# Input data

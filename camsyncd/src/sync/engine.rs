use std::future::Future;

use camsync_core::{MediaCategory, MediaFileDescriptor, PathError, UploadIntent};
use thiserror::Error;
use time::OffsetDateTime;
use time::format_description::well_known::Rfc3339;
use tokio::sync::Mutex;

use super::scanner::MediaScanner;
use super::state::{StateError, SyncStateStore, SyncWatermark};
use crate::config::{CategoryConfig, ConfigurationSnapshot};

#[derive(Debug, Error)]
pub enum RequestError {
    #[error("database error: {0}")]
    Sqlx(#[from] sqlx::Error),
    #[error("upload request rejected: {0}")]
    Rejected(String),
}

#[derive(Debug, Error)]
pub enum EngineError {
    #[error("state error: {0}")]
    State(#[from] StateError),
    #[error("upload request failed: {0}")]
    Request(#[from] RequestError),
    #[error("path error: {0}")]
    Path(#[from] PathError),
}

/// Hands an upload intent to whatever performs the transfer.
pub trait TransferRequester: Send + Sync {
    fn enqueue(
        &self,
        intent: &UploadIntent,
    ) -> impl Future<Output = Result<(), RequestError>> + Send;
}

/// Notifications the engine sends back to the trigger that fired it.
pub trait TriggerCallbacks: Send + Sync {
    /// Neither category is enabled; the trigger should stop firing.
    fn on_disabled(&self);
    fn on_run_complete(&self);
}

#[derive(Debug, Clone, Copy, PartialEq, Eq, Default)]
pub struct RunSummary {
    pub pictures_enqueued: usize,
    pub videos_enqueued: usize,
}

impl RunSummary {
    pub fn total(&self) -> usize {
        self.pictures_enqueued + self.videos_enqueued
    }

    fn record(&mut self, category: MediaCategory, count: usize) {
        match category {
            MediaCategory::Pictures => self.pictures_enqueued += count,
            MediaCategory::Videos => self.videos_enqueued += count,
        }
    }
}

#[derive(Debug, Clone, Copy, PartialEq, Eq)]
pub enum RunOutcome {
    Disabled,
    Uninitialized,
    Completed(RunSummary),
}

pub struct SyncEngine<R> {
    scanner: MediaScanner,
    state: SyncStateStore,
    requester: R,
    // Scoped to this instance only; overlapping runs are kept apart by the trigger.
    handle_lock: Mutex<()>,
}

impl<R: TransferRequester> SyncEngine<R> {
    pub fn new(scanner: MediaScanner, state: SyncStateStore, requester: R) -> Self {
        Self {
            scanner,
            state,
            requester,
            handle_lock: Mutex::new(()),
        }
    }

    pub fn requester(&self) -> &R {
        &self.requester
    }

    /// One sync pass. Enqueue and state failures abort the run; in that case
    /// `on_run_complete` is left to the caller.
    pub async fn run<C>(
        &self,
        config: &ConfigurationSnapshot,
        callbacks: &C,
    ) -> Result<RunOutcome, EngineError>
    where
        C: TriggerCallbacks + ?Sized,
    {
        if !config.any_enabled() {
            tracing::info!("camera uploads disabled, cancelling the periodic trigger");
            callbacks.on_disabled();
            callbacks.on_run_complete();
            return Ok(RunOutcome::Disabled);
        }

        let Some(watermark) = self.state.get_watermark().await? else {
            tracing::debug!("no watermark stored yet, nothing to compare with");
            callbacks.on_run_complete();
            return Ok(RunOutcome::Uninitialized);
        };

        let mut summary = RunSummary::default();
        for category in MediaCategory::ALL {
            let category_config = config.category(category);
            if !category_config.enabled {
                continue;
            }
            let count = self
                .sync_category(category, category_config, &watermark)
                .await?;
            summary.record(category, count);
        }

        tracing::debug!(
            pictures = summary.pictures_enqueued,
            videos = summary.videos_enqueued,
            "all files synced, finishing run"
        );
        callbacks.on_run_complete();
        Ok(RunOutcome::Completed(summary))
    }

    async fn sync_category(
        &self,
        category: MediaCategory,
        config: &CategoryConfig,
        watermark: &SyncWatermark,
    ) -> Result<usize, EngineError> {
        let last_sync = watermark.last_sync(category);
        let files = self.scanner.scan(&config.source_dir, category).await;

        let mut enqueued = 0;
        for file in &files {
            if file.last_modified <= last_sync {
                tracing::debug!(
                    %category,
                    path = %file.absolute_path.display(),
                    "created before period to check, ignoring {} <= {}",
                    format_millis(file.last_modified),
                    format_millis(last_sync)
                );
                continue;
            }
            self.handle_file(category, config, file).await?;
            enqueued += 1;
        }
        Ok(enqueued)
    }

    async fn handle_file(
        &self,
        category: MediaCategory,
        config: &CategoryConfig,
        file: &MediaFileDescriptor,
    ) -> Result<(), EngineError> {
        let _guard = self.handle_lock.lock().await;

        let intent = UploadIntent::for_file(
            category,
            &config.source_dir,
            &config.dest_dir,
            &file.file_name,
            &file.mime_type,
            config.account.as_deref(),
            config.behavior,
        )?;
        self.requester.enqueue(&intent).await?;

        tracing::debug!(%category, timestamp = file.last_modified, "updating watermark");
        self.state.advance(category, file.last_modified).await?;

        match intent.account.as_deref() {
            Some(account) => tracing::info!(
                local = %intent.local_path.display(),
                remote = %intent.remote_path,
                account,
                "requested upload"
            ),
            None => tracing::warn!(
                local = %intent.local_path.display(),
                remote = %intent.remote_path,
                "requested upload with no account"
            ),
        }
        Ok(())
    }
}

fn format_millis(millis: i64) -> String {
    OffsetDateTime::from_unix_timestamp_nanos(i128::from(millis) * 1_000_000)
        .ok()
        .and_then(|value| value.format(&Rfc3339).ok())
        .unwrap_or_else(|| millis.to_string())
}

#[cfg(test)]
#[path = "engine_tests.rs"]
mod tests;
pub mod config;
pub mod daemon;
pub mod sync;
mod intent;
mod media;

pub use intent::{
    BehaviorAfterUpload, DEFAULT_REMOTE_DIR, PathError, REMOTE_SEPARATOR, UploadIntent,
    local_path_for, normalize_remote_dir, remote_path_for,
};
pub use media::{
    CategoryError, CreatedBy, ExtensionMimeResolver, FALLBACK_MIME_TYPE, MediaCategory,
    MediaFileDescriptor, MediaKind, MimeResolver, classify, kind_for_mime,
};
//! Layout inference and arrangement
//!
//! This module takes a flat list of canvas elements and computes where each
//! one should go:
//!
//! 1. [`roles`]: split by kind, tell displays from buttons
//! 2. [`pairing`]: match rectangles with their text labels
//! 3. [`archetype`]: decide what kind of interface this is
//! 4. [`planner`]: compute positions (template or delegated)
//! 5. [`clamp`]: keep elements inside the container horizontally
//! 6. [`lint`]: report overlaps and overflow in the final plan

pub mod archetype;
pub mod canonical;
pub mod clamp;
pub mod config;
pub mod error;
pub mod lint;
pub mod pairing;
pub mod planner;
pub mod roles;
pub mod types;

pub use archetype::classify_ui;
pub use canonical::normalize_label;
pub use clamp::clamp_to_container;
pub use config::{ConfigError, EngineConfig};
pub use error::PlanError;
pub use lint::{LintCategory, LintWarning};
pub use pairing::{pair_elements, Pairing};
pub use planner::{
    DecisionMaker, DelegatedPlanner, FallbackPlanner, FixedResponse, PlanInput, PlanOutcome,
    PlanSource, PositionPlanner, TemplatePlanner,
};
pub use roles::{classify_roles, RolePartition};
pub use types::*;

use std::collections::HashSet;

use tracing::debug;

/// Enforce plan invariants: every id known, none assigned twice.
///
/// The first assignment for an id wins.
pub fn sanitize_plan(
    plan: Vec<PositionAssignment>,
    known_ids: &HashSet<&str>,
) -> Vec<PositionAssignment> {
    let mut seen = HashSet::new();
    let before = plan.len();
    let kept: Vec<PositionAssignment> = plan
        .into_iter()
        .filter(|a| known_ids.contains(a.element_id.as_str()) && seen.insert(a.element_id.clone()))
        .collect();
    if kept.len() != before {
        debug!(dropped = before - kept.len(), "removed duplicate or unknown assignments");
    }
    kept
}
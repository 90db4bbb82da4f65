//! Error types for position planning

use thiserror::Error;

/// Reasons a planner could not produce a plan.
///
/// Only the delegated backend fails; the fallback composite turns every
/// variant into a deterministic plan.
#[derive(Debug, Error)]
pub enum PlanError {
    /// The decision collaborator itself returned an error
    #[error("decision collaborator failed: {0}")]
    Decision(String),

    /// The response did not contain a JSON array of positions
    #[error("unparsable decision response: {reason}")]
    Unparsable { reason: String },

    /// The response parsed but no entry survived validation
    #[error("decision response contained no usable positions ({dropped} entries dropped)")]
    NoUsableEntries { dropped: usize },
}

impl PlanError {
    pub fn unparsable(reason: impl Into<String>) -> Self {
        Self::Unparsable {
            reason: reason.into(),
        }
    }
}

---

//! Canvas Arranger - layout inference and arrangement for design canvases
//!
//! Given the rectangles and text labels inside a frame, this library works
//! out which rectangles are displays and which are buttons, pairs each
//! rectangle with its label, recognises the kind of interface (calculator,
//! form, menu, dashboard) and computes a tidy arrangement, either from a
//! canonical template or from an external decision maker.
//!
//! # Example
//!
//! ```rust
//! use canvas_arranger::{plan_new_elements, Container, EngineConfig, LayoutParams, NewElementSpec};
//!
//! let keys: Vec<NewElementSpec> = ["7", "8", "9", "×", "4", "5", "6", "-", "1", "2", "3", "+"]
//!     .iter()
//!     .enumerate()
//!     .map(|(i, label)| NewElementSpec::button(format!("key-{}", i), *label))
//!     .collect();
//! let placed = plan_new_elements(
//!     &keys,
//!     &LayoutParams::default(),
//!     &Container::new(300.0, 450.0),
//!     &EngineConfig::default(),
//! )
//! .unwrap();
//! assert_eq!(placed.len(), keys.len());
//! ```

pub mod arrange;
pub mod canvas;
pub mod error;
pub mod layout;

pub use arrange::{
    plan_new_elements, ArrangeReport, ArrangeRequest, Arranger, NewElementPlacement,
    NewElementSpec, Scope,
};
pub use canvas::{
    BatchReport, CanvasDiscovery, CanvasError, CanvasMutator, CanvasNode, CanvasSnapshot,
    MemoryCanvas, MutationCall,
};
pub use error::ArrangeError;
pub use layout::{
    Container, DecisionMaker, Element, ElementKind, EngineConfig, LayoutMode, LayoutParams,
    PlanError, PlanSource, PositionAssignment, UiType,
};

# Task requirements
Among the lines above, find those that contain the word "files" and copy them.

# Output
            "all files synced, finishing run"
        let files = self.scanner.scan(&config.source_dir, category).await;
        for file in &files {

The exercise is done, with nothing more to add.